» Problem to work on
Scan the entries for the word "distinct", and copy every line where it appears.

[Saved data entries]
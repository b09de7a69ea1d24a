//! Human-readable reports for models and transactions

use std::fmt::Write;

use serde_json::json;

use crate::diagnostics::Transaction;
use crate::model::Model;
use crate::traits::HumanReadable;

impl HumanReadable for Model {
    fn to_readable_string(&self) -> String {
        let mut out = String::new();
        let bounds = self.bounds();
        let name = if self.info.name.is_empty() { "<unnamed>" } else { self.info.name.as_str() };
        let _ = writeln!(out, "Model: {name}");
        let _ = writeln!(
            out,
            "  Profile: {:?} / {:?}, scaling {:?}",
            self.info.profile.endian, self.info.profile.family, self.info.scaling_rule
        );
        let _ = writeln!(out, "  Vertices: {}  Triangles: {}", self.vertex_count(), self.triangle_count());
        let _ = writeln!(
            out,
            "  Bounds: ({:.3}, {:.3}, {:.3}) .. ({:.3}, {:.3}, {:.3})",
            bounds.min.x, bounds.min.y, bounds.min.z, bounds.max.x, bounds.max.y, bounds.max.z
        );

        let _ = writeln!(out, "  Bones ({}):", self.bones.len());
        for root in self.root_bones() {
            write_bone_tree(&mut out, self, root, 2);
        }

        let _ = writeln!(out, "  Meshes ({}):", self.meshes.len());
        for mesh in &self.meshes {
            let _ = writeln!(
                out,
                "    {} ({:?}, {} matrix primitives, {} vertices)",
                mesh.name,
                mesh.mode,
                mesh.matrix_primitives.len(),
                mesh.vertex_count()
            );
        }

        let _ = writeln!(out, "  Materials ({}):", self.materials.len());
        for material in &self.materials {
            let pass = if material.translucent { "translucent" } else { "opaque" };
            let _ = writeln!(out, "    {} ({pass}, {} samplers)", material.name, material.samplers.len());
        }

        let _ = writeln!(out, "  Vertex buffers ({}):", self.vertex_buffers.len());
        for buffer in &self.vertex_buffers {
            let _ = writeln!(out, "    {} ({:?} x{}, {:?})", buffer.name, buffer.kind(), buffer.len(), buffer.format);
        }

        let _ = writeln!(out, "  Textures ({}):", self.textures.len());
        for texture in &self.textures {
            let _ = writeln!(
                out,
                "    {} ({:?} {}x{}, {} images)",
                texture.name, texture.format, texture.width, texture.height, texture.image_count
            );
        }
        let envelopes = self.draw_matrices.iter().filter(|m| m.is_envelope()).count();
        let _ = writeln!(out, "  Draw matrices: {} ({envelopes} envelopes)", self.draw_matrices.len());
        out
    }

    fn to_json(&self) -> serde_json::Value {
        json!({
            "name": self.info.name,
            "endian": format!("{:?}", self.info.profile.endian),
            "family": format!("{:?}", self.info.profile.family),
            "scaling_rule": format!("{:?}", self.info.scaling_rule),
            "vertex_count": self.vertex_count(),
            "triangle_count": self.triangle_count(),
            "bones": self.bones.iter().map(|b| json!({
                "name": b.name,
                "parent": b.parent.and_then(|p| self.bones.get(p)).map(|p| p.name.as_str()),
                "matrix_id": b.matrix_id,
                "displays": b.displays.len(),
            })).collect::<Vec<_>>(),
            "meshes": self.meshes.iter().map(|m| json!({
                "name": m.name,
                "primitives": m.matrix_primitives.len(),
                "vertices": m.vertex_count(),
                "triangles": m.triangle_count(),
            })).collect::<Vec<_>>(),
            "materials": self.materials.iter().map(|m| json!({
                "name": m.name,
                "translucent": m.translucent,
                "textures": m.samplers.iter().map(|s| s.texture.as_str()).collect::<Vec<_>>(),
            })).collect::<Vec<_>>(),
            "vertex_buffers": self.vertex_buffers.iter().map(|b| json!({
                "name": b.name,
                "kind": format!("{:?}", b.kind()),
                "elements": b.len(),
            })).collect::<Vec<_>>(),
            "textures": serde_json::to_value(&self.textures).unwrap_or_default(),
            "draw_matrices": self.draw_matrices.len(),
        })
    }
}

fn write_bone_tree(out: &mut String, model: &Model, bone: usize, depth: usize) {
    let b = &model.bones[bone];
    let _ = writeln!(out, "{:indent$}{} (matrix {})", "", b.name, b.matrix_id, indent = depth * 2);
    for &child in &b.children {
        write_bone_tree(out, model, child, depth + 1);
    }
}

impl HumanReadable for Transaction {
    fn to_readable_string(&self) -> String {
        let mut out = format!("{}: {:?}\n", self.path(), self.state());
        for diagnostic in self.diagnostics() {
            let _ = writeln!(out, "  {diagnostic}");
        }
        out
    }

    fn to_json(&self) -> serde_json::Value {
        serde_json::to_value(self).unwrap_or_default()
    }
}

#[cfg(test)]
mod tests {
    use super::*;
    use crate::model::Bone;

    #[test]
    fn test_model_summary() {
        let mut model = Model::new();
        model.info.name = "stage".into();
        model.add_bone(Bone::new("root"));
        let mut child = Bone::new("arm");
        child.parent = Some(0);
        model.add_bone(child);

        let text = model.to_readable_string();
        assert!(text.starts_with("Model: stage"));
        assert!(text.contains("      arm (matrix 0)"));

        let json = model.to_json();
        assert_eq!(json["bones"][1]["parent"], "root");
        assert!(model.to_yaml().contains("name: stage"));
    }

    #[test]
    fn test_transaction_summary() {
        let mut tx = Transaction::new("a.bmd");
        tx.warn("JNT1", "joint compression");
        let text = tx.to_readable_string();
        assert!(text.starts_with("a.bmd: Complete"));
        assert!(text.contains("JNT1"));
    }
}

---

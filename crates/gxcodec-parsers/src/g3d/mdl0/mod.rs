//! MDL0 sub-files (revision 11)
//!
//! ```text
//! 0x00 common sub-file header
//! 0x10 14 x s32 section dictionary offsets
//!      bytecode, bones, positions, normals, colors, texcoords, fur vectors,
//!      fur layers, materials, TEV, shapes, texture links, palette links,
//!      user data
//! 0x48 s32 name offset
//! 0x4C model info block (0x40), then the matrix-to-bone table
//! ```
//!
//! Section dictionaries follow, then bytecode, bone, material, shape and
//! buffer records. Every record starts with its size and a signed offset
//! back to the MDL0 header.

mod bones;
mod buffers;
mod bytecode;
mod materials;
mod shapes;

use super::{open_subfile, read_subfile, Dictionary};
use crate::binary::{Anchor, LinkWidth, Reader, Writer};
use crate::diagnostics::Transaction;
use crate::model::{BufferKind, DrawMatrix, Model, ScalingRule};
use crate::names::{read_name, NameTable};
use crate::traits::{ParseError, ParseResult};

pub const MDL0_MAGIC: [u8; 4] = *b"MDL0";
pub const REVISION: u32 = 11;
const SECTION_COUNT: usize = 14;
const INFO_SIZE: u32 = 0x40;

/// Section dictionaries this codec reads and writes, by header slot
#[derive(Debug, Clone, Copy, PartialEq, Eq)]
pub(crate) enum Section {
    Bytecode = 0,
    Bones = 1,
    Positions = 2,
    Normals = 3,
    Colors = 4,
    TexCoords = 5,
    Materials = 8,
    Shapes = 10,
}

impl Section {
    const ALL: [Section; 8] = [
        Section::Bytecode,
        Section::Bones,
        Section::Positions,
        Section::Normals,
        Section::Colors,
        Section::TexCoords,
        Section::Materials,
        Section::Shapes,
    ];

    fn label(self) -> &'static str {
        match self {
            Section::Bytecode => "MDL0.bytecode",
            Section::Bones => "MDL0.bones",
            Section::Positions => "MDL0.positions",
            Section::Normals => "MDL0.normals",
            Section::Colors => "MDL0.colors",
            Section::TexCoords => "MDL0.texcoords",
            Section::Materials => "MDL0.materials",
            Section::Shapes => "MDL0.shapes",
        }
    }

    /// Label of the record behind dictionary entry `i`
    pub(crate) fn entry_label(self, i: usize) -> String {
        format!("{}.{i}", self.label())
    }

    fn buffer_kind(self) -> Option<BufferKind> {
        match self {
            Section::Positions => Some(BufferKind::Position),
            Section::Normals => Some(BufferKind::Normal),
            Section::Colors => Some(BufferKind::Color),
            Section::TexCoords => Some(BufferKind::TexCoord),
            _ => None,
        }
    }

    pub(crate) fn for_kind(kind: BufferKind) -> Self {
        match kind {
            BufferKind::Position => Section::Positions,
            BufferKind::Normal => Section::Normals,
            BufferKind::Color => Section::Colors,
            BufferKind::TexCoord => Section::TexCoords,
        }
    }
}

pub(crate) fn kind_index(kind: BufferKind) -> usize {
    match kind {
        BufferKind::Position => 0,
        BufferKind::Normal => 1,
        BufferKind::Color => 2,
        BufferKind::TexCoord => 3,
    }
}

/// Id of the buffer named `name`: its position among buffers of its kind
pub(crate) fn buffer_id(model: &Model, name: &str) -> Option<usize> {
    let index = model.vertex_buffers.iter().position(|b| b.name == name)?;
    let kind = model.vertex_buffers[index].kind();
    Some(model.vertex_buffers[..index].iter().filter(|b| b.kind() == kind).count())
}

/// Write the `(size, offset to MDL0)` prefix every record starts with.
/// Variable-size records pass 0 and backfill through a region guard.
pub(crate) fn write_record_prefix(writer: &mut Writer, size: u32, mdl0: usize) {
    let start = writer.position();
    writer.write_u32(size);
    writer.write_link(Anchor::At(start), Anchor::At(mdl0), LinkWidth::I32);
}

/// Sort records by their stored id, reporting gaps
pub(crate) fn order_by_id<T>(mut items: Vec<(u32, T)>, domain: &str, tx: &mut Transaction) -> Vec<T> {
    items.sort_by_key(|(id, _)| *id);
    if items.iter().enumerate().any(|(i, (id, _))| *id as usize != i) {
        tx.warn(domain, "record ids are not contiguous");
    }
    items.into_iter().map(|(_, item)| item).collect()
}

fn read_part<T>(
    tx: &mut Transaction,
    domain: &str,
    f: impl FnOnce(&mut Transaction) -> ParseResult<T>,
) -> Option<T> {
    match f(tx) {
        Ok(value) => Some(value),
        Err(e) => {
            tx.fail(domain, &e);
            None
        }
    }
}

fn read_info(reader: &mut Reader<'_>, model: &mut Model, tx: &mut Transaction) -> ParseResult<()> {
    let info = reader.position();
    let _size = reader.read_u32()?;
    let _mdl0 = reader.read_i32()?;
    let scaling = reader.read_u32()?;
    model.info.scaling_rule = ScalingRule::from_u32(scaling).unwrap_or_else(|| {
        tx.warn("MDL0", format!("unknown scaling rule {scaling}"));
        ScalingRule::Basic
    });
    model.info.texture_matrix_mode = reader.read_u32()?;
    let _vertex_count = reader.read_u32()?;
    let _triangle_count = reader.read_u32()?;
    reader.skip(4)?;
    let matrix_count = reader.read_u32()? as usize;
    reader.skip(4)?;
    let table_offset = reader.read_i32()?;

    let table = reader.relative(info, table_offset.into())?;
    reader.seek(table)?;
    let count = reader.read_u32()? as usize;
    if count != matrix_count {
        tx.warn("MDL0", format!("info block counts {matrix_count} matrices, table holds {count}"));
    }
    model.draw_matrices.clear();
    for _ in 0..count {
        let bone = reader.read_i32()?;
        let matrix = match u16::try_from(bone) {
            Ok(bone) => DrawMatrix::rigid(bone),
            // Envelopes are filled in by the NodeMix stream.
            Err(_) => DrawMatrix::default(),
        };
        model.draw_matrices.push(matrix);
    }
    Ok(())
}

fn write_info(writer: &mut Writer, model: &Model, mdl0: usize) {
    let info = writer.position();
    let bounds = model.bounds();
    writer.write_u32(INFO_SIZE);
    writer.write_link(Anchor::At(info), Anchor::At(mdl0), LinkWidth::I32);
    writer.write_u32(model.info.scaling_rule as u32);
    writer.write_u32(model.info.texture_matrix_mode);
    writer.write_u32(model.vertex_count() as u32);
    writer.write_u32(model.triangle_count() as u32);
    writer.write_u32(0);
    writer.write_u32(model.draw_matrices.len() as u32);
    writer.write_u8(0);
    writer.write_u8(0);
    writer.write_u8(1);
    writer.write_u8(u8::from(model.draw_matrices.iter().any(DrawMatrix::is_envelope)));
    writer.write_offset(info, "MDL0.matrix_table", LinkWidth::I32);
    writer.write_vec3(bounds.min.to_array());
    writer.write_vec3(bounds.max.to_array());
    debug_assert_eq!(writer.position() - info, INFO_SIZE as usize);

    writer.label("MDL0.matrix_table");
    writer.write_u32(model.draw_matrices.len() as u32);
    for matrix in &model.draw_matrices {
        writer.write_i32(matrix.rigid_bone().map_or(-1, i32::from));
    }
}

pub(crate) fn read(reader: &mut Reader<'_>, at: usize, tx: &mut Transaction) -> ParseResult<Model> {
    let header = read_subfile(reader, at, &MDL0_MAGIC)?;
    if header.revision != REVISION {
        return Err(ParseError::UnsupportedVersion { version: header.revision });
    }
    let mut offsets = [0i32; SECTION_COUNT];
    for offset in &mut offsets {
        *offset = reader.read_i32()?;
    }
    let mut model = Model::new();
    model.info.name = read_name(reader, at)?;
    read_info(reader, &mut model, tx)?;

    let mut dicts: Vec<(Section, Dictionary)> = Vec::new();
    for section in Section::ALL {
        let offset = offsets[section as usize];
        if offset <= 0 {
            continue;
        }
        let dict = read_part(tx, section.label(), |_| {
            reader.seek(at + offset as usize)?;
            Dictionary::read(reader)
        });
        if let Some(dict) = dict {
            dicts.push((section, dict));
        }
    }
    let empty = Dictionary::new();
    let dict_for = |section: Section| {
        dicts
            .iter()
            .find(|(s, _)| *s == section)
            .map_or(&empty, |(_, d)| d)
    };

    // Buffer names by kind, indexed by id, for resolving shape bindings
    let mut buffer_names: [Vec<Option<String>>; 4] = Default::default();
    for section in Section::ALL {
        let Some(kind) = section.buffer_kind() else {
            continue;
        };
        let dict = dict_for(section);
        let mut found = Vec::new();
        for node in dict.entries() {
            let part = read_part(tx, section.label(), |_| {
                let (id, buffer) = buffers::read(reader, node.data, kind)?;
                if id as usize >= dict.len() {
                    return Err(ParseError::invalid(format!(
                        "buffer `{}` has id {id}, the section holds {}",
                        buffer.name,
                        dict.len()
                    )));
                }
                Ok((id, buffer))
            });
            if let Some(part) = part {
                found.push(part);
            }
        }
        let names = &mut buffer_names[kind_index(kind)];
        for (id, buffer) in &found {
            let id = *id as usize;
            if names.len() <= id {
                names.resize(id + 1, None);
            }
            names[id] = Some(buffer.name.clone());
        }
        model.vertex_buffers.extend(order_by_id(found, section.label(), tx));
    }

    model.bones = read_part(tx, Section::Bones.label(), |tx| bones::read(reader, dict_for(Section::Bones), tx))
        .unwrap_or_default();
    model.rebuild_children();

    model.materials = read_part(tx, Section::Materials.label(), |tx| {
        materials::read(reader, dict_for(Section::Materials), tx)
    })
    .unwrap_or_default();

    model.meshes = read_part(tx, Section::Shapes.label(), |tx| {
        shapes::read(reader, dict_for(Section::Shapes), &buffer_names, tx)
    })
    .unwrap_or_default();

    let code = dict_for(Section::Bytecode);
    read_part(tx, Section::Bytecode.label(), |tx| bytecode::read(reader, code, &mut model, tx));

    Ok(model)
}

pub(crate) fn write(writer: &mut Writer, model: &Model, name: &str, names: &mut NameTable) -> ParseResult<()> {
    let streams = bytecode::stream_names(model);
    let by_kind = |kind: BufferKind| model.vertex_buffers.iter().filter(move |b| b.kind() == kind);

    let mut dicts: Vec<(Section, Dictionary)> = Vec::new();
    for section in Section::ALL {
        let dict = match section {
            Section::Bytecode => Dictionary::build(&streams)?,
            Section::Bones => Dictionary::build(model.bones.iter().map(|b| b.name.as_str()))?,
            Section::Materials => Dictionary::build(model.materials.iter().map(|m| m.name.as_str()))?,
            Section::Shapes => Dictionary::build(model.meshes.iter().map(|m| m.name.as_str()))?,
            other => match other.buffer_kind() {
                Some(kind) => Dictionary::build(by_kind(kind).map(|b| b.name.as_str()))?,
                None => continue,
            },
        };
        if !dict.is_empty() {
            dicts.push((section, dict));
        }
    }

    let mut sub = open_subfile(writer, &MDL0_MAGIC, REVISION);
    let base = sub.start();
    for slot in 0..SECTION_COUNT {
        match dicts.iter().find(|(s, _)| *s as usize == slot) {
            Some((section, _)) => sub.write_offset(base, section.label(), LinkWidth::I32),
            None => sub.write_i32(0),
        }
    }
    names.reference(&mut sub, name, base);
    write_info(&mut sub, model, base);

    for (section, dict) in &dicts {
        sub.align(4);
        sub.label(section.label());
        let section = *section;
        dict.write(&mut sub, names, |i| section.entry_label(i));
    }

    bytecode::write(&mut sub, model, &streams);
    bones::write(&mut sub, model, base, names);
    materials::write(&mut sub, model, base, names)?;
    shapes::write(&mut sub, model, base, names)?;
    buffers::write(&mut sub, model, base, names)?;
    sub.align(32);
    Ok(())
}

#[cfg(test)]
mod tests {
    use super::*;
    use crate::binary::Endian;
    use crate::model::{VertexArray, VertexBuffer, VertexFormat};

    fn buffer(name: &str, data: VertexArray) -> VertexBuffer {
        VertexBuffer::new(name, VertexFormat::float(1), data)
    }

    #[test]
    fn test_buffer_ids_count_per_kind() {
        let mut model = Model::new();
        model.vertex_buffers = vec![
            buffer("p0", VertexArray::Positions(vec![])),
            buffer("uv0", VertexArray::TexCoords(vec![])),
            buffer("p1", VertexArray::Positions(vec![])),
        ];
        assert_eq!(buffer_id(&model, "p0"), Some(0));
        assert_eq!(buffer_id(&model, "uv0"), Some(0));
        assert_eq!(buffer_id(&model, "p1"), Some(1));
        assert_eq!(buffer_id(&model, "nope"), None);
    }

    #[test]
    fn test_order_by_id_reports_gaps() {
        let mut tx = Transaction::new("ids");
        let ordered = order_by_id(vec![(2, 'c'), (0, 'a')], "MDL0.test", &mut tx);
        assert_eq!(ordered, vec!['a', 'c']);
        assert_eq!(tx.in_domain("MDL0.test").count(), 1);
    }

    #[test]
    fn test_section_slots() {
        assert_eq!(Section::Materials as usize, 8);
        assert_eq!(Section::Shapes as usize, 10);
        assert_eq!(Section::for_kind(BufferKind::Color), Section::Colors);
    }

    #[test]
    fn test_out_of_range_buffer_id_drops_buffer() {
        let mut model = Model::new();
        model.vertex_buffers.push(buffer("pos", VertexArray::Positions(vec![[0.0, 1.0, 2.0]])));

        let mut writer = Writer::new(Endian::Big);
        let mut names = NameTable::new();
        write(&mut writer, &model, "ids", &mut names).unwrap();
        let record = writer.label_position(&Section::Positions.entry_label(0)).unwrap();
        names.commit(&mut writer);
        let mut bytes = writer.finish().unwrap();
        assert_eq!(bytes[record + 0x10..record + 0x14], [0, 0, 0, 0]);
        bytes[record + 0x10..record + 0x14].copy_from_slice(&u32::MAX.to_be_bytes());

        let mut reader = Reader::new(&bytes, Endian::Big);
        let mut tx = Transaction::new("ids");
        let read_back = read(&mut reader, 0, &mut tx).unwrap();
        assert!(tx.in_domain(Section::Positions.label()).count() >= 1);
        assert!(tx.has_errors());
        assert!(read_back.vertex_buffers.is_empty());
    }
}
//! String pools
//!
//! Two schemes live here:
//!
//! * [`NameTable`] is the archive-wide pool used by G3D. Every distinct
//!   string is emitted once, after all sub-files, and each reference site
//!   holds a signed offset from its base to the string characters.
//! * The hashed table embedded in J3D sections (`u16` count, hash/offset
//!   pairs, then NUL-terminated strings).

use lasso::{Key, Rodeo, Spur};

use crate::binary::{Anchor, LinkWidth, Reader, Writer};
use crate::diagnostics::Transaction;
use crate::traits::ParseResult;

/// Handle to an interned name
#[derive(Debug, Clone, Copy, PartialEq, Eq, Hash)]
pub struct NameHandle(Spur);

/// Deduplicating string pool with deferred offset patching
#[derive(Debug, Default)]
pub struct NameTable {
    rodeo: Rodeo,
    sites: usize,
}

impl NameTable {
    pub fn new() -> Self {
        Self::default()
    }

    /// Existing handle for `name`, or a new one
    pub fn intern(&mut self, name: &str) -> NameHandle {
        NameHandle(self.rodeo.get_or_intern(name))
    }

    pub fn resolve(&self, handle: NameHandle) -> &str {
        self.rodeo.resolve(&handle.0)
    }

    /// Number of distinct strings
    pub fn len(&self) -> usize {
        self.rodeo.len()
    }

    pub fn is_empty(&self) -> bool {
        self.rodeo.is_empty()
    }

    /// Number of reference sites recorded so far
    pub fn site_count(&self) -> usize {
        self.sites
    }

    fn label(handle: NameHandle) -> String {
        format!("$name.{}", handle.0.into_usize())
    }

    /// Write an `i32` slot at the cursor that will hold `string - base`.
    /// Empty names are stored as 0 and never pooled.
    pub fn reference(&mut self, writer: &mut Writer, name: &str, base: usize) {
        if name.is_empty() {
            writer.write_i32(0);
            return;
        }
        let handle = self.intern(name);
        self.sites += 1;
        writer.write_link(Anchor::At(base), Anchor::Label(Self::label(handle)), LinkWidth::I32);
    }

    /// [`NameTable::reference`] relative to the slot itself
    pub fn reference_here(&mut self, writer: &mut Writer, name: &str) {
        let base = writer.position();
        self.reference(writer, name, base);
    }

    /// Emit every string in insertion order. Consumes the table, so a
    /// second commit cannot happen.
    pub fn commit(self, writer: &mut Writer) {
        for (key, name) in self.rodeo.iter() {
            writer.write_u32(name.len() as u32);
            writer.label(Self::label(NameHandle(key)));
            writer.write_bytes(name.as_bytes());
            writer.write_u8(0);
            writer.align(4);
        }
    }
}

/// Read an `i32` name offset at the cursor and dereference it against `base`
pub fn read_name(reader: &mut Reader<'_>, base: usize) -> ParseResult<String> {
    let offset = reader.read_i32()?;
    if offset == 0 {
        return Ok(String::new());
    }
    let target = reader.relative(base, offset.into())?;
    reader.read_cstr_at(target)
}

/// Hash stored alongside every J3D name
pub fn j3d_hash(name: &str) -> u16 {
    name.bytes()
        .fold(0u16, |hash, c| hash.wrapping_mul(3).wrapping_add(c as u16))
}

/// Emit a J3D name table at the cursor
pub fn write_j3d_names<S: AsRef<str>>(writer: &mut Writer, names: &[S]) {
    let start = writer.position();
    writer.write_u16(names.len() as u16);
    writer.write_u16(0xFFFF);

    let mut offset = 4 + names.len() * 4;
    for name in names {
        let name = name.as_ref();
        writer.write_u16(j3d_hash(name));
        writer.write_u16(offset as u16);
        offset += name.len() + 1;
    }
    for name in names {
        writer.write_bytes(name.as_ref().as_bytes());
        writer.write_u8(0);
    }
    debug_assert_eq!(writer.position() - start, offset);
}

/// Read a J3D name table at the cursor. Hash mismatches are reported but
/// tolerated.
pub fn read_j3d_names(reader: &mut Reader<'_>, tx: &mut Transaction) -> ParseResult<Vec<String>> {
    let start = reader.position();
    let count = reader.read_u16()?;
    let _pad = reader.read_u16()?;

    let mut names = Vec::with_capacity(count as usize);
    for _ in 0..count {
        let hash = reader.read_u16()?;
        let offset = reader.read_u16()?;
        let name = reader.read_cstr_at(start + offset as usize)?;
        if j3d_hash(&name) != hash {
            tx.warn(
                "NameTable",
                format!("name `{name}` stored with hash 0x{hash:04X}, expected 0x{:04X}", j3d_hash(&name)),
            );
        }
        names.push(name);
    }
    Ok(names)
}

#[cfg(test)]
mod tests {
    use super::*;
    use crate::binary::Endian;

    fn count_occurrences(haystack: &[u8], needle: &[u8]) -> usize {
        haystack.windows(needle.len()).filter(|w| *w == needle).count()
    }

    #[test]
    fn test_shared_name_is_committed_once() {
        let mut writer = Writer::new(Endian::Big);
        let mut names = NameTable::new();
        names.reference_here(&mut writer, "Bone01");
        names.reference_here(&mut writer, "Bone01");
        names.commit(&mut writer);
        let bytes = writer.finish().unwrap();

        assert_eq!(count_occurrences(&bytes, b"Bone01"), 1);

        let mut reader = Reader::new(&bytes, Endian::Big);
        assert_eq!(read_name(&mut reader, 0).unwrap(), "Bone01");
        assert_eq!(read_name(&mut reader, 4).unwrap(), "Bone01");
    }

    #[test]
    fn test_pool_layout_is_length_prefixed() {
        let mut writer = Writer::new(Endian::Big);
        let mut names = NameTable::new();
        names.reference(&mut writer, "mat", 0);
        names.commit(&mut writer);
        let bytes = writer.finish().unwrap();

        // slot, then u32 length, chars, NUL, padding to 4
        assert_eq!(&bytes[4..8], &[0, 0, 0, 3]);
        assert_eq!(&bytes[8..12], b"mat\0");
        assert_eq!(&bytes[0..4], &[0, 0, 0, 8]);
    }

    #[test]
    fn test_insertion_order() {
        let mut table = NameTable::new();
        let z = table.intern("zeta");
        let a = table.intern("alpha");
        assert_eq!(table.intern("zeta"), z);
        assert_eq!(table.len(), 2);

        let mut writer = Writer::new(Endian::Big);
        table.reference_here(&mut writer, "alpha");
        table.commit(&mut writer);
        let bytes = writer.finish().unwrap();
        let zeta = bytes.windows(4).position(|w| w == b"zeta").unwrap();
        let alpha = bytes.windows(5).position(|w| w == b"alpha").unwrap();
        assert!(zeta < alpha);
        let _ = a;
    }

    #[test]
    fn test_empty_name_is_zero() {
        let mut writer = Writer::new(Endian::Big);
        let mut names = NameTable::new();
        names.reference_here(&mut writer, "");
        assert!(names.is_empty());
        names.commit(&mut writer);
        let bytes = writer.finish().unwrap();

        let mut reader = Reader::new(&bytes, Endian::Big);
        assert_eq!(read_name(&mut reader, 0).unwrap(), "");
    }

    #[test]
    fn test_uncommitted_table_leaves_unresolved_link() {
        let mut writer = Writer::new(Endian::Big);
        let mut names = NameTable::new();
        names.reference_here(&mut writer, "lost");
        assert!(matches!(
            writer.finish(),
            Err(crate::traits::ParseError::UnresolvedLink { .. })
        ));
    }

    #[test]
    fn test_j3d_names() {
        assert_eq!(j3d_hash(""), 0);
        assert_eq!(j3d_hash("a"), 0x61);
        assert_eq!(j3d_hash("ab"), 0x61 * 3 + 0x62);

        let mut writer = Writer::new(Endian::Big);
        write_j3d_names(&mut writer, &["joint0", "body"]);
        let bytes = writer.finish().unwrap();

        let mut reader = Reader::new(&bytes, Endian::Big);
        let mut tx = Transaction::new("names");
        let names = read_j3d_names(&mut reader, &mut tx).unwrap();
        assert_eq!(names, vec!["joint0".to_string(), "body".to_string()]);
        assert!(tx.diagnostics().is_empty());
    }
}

» Response to the task
//! * [`NameTable`] is the archive-wide pool used by G3D. Every distinct
    /// Number of distinct strings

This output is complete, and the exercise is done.